Well, finding a place that is 70s "day and night and year-around" ain't gonna happen. But I suspect that you will be willing to deviate some from that if you can meet other of your desires.

'Anywhere on the coast' much past northern Baja is going to be hot and humid in the summer. Some places in the interior will be cold in the winter. Some folks decide to 'reside' in two places.... warmer coast in the winter and cooler highlands in the summer. There are probably a couple of places 'tho that would meet your stated desires pretty much year-around.

Taking your thoughts one by one:

+ Do not know Spanish (but willing to learn): you may want to start out somewhere where English is at least spoken by some and maybe Spanish is taught. This will limit where you start out (until you learn Spanish) but there are several places That would work.
+ High speed Internet: very much available in many places in Mexico and not just tourist spots or ****** hangouts. Test the speed before you settle into a casa 'tho as it can vary from neighborhood to neighborhood (generally because of poor wiring).
+ Calm over busy/healthy air: If you stay away from larger cities you'll get the better of both of these.... but DON'T expect anywhere in Mexico to have healthy air. The smaller the place or maybe closer to a coast with prevailing on-shore breezes will be better, but not all places coastal areas have good air because of power plants or agricultural 'burning'. 
+ 3-6 month 'road trip'. Good for you for looking around.

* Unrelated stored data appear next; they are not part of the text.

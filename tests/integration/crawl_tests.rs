//! Integration tests for the crawler
//!
//! These tests use wiremock to create mock HTTP servers and run the full
//! crawl cycle end-to-end through the default HTTP fetcher and HTML
//! extractor.

use async_trait::async_trait;
use ripple_crawl::config::Config;
use ripple_crawl::crawler::{CrawlController, CrawlPolicy, CrawlSummary, Page};
use ripple_crawl::frontier::Frontier;
use ripple_crawl::storage::{open_storage, KvStore, Table};
use ripple_crawl::{CrawlError, WebUrl};
use std::sync::{Arc, Mutex};
use std::time::Duration;
use tempfile::TempDir;
use wiremock::matchers::{method, path};
use wiremock::{Mock, MockServer, ResponseTemplate};

/// Records every visited URL
#[derive(Default)]
struct RecordingPolicy {
    visited: Mutex<Vec<String>>,
    fail_on: Option<String>,
}

impl RecordingPolicy {
    fn failing_on(url: String) -> Self {
        Self {
            fail_on: Some(url),
            ..Self::default()
        }
    }

    fn visited(&self) -> Vec<String> {
        let mut visited = self.visited.lock().unwrap().clone();
        visited.sort();
        visited
    }
}

#[async_trait]
impl CrawlPolicy for RecordingPolicy {
    async fn visit(&self, page: &Page) -> Result<(), CrawlError> {
        if self.fail_on.as_deref() == Some(page.url.url.as_str()) {
            return Err(CrawlError::ParseFailure {
                url: page.url.url.clone(),
                reason: "rejected by test".to_string(),
            });
        }
        self.visited.lock().unwrap().push(page.url.url.clone());
        Ok(())
    }
}

/// Creates a fast-cycling test configuration
fn create_test_config() -> Config {
    let mut config = Config::default();
    config.user_agent.crawler_name = "TestBot".to_string();
    config.crawler.max_depth = 3;
    config.crawler.batch_size = 2;
    config.crawler.monitor_interval = 20;
    config.crawler.termination_grace = 50;
    config.crawler.claim_timeout = 50;
    config.crawler.empty_claim_sleep = 10;
    config.politeness.delay = 0;
    config
}

async fn mount_robots(server: &MockServer, body: &str) {
    Mock::given(method("GET"))
        .and(path("/robots.txt"))
        .respond_with(ResponseTemplate::new(200).set_body_raw(body, "text/plain"))
        .mount(server)
        .await;
}

async fn mount_page(server: &MockServer, page: &str, body: String) {
    Mock::given(method("GET"))
        .and(path(page))
        .respond_with(ResponseTemplate::new(200).set_body_raw(body, "text/html"))
        .mount(server)
        .await;
}

async fn run(controller: &CrawlController, workers: usize) -> CrawlSummary {
    tokio::time::timeout(Duration::from_secs(10), controller.start(workers))
        .await
        .expect("crawl did not finish in time")
        .expect("crawl failed")
}

#[tokio::test(flavor = "multi_thread", worker_threads = 4)]
async fn test_full_crawl_single_site() {
    let server = MockServer::start().await;
    let base = server.uri();

    mount_robots(&server, "User-agent: *\nAllow: /").await;
    mount_page(
        &server,
        "/",
        format!(
            r#"<html><head><title>Home</title></head><body>
            <a href="{base}/page1">Page 1</a>
            <a href="/page2">Page 2</a>
            <a href="/#top">Top</a>
            </body></html>"#
        ),
    )
    .await;
    mount_page(
        &server,
        "/page1",
        r#"<a href="/page3">Page 3</a> <a href="/">Home</a>"#.to_string(),
    )
    .await;
    mount_page(&server, "/page2", "<p>No links</p>".to_string()).await;
    mount_page(
        &server,
        "/page3",
        r#"<a href="/page1">Back</a>"#.to_string(),
    )
    .await;

    let policy = Arc::new(RecordingPolicy::default());
    let controller = CrawlController::new(Arc::new(create_test_config()), policy.clone()).unwrap();
    controller.add_seed(&base).await.unwrap();

    let summary = run(&controller, 3).await;

    let mut expected = vec![
        format!("{base}/"),
        format!("{base}/page1"),
        format!("{base}/page2"),
        format!("{base}/page3"),
    ];
    expected.sort();
    assert_eq!(policy.visited(), expected);
    assert_eq!(summary.pages_fetched, 4);
    assert_eq!(summary.pages_visited, 4);
    assert_eq!(summary.frontier.scheduled, 4);
    assert_eq!(summary.frontier.pending, 0);
    assert!(!summary.halted);
}

#[tokio::test(flavor = "multi_thread", worker_threads = 4)]
async fn test_robots_disallow_is_respected() {
    let server = MockServer::start().await;
    let base = server.uri();

    mount_robots(&server, "User-agent: *\nDisallow: /private").await;
    mount_page(
        &server,
        "/",
        r#"<a href="/private/secret">Secret</a> <a href="/public">Public</a>"#.to_string(),
    )
    .await;
    mount_page(&server, "/public", "<p>Hello</p>".to_string()).await;
    Mock::given(method("GET"))
        .and(path("/private/secret"))
        .respond_with(ResponseTemplate::new(200))
        .expect(0)
        .mount(&server)
        .await;

    let policy = Arc::new(RecordingPolicy::default());
    let controller = CrawlController::new(Arc::new(create_test_config()), policy.clone()).unwrap();
    controller.add_seed(&base).await.unwrap();

    let summary = run(&controller, 2).await;

    assert_eq!(
        policy.visited(),
        vec![format!("{base}/"), format!("{base}/public")]
    );
    assert_eq!(summary.disallowed, 1);
}

#[tokio::test(flavor = "multi_thread", worker_threads = 4)]
async fn test_disallowed_seed_is_not_scheduled() {
    let server = MockServer::start().await;
    let base = server.uri();

    mount_robots(&server, "User-agent: *\nDisallow: /").await;

    let controller = CrawlController::new(
        Arc::new(create_test_config()),
        Arc::new(RecordingPolicy::default()),
    )
    .unwrap();

    assert_eq!(controller.add_seed(&base).await.unwrap(), None);
    let summary = run(&controller, 2).await;
    assert_eq!(summary.frontier.scheduled, 0);
}

#[tokio::test(flavor = "multi_thread", worker_threads = 4)]
async fn test_zero_seeds_finish_promptly() {
    let controller = CrawlController::new(
        Arc::new(create_test_config()),
        Arc::new(RecordingPolicy::default()),
    )
    .unwrap();

    let summary = run(&controller, 4).await;

    assert_eq!(summary.pages_fetched, 0);
    assert_eq!(summary.frontier.scheduled, 0);
    assert!(controller.is_finished());
}

#[tokio::test(flavor = "multi_thread", worker_threads = 4)]
async fn test_max_depth_limits_scheduling() {
    let server = MockServer::start().await;
    let base = server.uri();

    mount_robots(&server, "User-agent: *\nAllow: /").await;
    mount_page(&server, "/", r#"<a href="/a">a</a>"#.to_string()).await;
    mount_page(&server, "/a", r#"<a href="/b">b</a>"#.to_string()).await;
    Mock::given(method("GET"))
        .and(path("/b"))
        .respond_with(ResponseTemplate::new(200))
        .expect(0)
        .mount(&server)
        .await;

    let mut config = create_test_config();
    config.crawler.max_depth = 1;

    let policy = Arc::new(RecordingPolicy::default());
    let controller = CrawlController::new(Arc::new(config), policy.clone()).unwrap();
    controller.add_seed(&base).await.unwrap();

    let summary = run(&controller, 2).await;

    assert_eq!(policy.visited(), vec![format!("{base}/"), format!("{base}/a")]);
    assert_eq!(summary.frontier.scheduled, 2);
}

#[tokio::test(flavor = "multi_thread", worker_threads = 4)]
async fn test_redirect_target_is_crawled() {
    let server = MockServer::start().await;
    let base = server.uri();

    mount_robots(&server, "User-agent: *\nAllow: /").await;
    mount_page(&server, "/", r#"<a href="/old">old</a>"#.to_string()).await;
    Mock::given(method("GET"))
        .and(path("/old"))
        .respond_with(ResponseTemplate::new(301).insert_header("location", "/new"))
        .mount(&server)
        .await;
    mount_page(&server, "/new", "<p>Moved here</p>".to_string()).await;

    let policy = Arc::new(RecordingPolicy::default());
    let controller = CrawlController::new(Arc::new(create_test_config()), policy.clone()).unwrap();
    controller.add_seed(&base).await.unwrap();

    let summary = run(&controller, 2).await;

    assert_eq!(
        policy.visited(),
        vec![format!("{base}/"), format!("{base}/new")]
    );
    assert_eq!(summary.redirects, 1);
    assert_eq!(summary.frontier.scheduled, 3);
}

#[tokio::test(flavor = "multi_thread", worker_threads = 4)]
async fn test_unexpected_status_does_not_stop_crawl() {
    let server = MockServer::start().await;
    let base = server.uri();

    mount_robots(&server, "User-agent: *\nAllow: /").await;
    mount_page(
        &server,
        "/",
        r#"<a href="/gone">gone</a> <a href="/ok">ok</a>"#.to_string(),
    )
    .await;
    Mock::given(method("GET"))
        .and(path("/gone"))
        .respond_with(ResponseTemplate::new(500))
        .mount(&server)
        .await;
    mount_page(&server, "/ok", "<p>fine</p>".to_string()).await;

    let policy = Arc::new(RecordingPolicy::default());
    let controller = CrawlController::new(Arc::new(create_test_config()), policy.clone()).unwrap();
    controller.add_seed(&base).await.unwrap();

    let summary = run(&controller, 2).await;

    assert_eq!(policy.visited(), vec![format!("{base}/"), format!("{base}/ok")]);
    assert_eq!(summary.unexpected_status, 1);
    assert!(!summary.halted);
}

#[tokio::test(flavor = "multi_thread", worker_threads = 4)]
async fn test_halt_on_error_stops_crawl() {
    let server = MockServer::start().await;
    let base = server.uri();

    mount_robots(&server, "User-agent: *\nAllow: /").await;
    mount_page(&server, "/", r#"<a href="/a">a</a>"#.to_string()).await;
    mount_page(&server, "/a", r#"<a href="/b">b</a>"#.to_string()).await;
    mount_page(&server, "/b", "<p>end</p>".to_string()).await;

    let mut config = create_test_config();
    config.crawler.halt_on_error = true;

    let policy = Arc::new(RecordingPolicy::failing_on(format!("{base}/a")));
    let controller = CrawlController::new(Arc::new(config), policy.clone()).unwrap();
    controller.add_seed(&base).await.unwrap();

    let summary = run(&controller, 1).await;

    assert!(summary.halted);
    assert_eq!(policy.visited(), vec![format!("{base}/")]);
    assert_eq!(summary.unhandled_errors, 1);
}

#[tokio::test(flavor = "multi_thread", worker_threads = 4)]
async fn test_resumable_crawl_recovers_in_flight_urls() {
    let server = MockServer::start().await;
    let base = server.uri();

    mount_robots(&server, "User-agent: *\nAllow: /").await;
    mount_page(&server, "/", r#"<a href="/next">next</a>"#.to_string()).await;
    mount_page(&server, "/next", "<p>done</p>".to_string()).await;

    let temp_dir = TempDir::new().unwrap();
    let db_path = temp_dir.path().join("frontier.db");

    let mut config = create_test_config();
    config.crawler.resumable = true;
    let config = Arc::new(config);

    // A run that claimed the seed and died before completing it
    {
        let store: Arc<dyn KvStore> = Arc::new(open_storage(&db_path).unwrap());
        let frontier = Frontier::open(&config.crawler, store.clone()).unwrap();
        let seed = WebUrl::new(&format!("{base}/")).unwrap();
        frontier.schedule(seed).unwrap();
        assert_eq!(frontier.claim(1).await.unwrap().len(), 1);
        assert_eq!(store.count(Table::InFlight).unwrap(), 1);
    }

    let store: Arc<dyn KvStore> = Arc::new(open_storage(&db_path).unwrap());
    let policy = Arc::new(RecordingPolicy::default());
    let controller = CrawlController::new(config.clone(), policy.clone())
        .unwrap()
        .with_store(store.clone())
        .unwrap();

    // Already known from the interrupted run
    assert_eq!(controller.add_seed(&base).await.unwrap(), None);

    let summary = run(&controller, 2).await;

    assert_eq!(
        policy.visited(),
        vec![format!("{base}/"), format!("{base}/next")]
    );
    assert_eq!(summary.frontier.scheduled, 2);
    assert_eq!(store.count(Table::Pending).unwrap(), 0);
    assert_eq!(store.count(Table::InFlight).unwrap(), 0);
    assert_eq!(store.count(Table::DocIds).unwrap(), 2);
}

Yes, you will get a Tourist Card (not called a visa) at any border crossing. You will also need to get a TIP.... Temporary Import Permit... for your vehicle, also generally available in the same or adjacent building where you will get your Tourist Card. Both will be for 180 days and both are pretty cheap. You will have to put up a 'deposit' when you get the TIP but that is refunded when you leave Mexico AND formally check out. Put the deposit on a US credit card (or pay cash if you wish, but....). There are many online places to get Mexican car insurance that will cost about $200 for the 180 days. If you need assistance with some sources, ask.
+ Traveling with a pet: I'm not the expert on this but you will probably want to have vet-check paperwork for when you cross. Many motels will allow pets but not all. Ask about that later too. 
+ Pesos: get a stash of them before crossing. Many/most folks use ATMs throughout Mexico to get a new supply. Rates are pretty good and your 'bank' may or may not charge you a fee for this or may refund the fee... mine does. Be SURE and notify your credit/debit card holder that you will be traveleing to/in Mexico and generally for what duration. Refrain from using your Credit card as much as possible due to potential fraud. 
+ Gas is much more expensive in Mexico and toll roads are becoming pretty expensive. But to get from A to Z, yes, drive the toll roads. But it is generally perfectly OK to venture off of them to get to a desired locale if that is all that is available. Just make sure that your 'desired locale' doesn't happen to be a well known drug cartel area. 
+ Route: Since you are in Albuquerque, looking at Baja Norte might not work in conjunction with a trip into the mainland. If you do wish to go there, I'd suggest somewhere around Ensenada might meed some of your desires. Personally I would suggest looking 'only' south of the Tropic of Cancer. And since you are where you are, El Paso would be the logical place to enter. If you do, use the crossing at Santa Teresa NM, a western suburb of E.P.
I'd check out the Pacific coast communities of/around Mazatlan, Puerto Vallarta and as far down as Manzanillo. I would also check out the one place that I think meets most all of your criteria... the Lake Chapala area just south of Guadalajara. Eternal Spring. Subtropical environs at 5,000 ft. 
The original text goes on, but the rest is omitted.